Exercise
A faithful transcription of all the data is required.

Recorded data
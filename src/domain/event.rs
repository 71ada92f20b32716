// src/domain/event.rs
// Domain events returned by aggregate mutations.
//
// Aggregates never queue events internally; every mutating operation hands
// its event back to the caller, and the orchestration layer dispatches them
// only after the involved aggregates have been persisted.

use chrono::{DateTime, NaiveDate, Utc};
use serde::Serialize;

use crate::domain::money::Money;
use crate::domain::wallet::{TransactionType, WalletTransaction};

#[derive(Debug, Clone, Serialize)]
pub enum BookingEvent {
    Created {
        booking_id: String,
        customer_id: String,
        provider_id: String,
        total_amount: Money,
    },
    Confirmed {
        booking_id: String,
        at: DateTime<Utc>,
    },
    PaymentReceived {
        booking_id: String,
        amount: Money,
    },
    Started {
        booking_id: String,
        at: DateTime<Utc>,
    },
    Completed {
        booking_id: String,
        at: DateTime<Utc>,
    },
    Cancelled {
        booking_id: String,
        cancelled_by: String,
        reason: String,
        at: DateTime<Utc>,
    },
    Rescheduled {
        booking_id: String,
        scheduled_date: NaiveDate,
        start_time: String,
        end_time: String,
    },
}

#[derive(Debug, Clone, Serialize)]
pub enum WalletEvent {
    Created {
        wallet_id: String,
        user_id: String,
    },
    Credited {
        wallet_id: String,
        transaction_id: String,
        transaction_type: TransactionType,
        amount: Money,
        balance_after: Money,
    },
    Debited {
        wallet_id: String,
        transaction_id: String,
        transaction_type: TransactionType,
        amount: Money,
        balance_after: Money,
    },
}

impl WalletEvent {
    /// Derives the credit/debit event for a freshly produced ledger entry.
    /// Adjustments are reported as credits or debits according to how the
    /// balance actually moved, passed in by the wallet operation.
    pub fn from_transaction(tx: &WalletTransaction, credited: bool) -> Self {
        let base = (
            tx.wallet_id().to_string(),
            tx.id().to_string(),
            tx.transaction_type(),
            tx.amount().clone(),
            tx.balance_after().clone(),
        );
        if credited {
            WalletEvent::Credited {
                wallet_id: base.0,
                transaction_id: base.1,
                transaction_type: base.2,
                amount: base.3,
                balance_after: base.4,
            }
        } else {
            WalletEvent::Debited {
                wallet_id: base.0,
                transaction_id: base.1,
                transaction_type: base.2,
                amount: base.3,
                balance_after: base.4,
            }
        }
    }
}

#[derive(Debug, Clone, Serialize)]
pub enum DomainEvent {
    Booking(BookingEvent),
    Wallet(WalletEvent),
}

impl From<BookingEvent> for DomainEvent {
    fn from(event: BookingEvent) -> Self {
        DomainEvent::Booking(event)
    }
}

impl From<WalletEvent> for DomainEvent {
    fn from(event: WalletEvent) -> Self {
        DomainEvent::Wallet(event)
    }
}
use std::time::{SystemTime, UNIX_EPOCH};

use uuid::Uuid;

pub fn uuid_v7_without_dashes() -> String {
    Uuid::now_v7().simple().to_string()
}

pub fn now_ms() -> i64 {
    SystemTime::now()
        .duration_since(UNIX_EPOCH)
        .unwrap_or_default()
        .as_millis() as i64
}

Solution to this task
filename src/domain/event.rs
repository 71ada92f20b32716
// src/domain/event.rs
// Domain events returned by aggregate mutations.
//
// Aggregates never queue events internally; every mutating operation hands
// its event back to the caller, and the orchestration layer dispatches them
// only after the involved aggregates have been persisted.

use chrono::{DateTime, NaiveDate, Utc};
use serde::Serialize;

use crate::domain::money::Money;
use crate::domain::wallet::{TransactionType, WalletTransaction};

#[derive(Debug, Clone, Serialize)]
pub enum BookingEvent {
    Created {
        booking_id: String,
        customer_id: String,
        provider_id: String,
        total_amount: Money,
    },
    Confirmed {
        booking_id: String,
        at: DateTime<Utc>,
    },
    PaymentReceived {
        booking_id: String,
        amount: Money,
    },
    Started {
        booking_id: String,
        at: DateTime<Utc>,
    },
    Completed {
        booking_id: String,
        at: DateTime<Utc>,
    },
    Cancelled {
        booking_id: String,
        cancelled_by: String,
        reason: String,
        at: DateTime<Utc>,
    },
    Rescheduled {
        booking_id: String,
        scheduled_date: NaiveDate,
        start_time: String,
        end_time: String,
    },
}

#[derive(Debug, Clone, Serialize)]
pub enum WalletEvent {
    Created {
        wallet_id: String,
        user_id: String,
    },
    Credited {
        wallet_id: String,
        transaction_id: String,
        transaction_type: TransactionType,
        amount: Money,
        balance_after: Money,
    },
    Debited {
        wallet_id: String,
        transaction_id: String,
        transaction_type: TransactionType,
        amount: Money,
        balance_after: Money,
    },
}

impl WalletEvent {
    /// Derives the credit/debit event for a freshly produced ledger entry.
    /// Adjustments are reported as credits or debits according to how the
    /// balance actually moved, passed in by the wallet operation.
    pub fn from_transaction(tx: &WalletTransaction, credited: bool) -> Self {
        let base = (
            tx.wallet_id().to_string(),
            tx.id().to_string(),
            tx.transaction_type(),
            tx.amount().clone(),
            tx.balance_after().clone(),
        );
        if credited {
            WalletEvent::Credited {
                wallet_id: base.0,
                transaction_id: base.1,
                transaction_type: base.2,
                amount: base.3,
                balance_after: base.4,
            }
        } else {
            WalletEvent::Debited {
                wallet_id: base.0,
                transaction_id: base.1,
                transaction_type: base.2,
                amount: base.3,
                balance_after: base.4,
            }
        }
    }
}

#[derive(Debug, Clone, Serialize)]
pub enum DomainEvent {
    Booking(BookingEvent),
    Wallet(WalletEvent),
}

impl From<BookingEvent> for DomainEvent {
    fn from(event: BookingEvent) -> Self {
        DomainEvent::Booking(event)
    }
}

impl From<WalletEvent> for DomainEvent {
    fn from(event: WalletEvent) -> Self {
        DomainEvent::Wallet(event)
    }
}
use std::time::{SystemTime, UNIX_EPOCH};

use uuid::Uuid;

pub fn uuid_v7_without_dashes() -> String {
    Uuid::now_v7().simple().to_string()
}

pub fn now_ms() -> i64 {
    SystemTime::now()
        .duration_since(UNIX_EPOCH)
        .unwrap_or_default()
        .as_millis() as i64
}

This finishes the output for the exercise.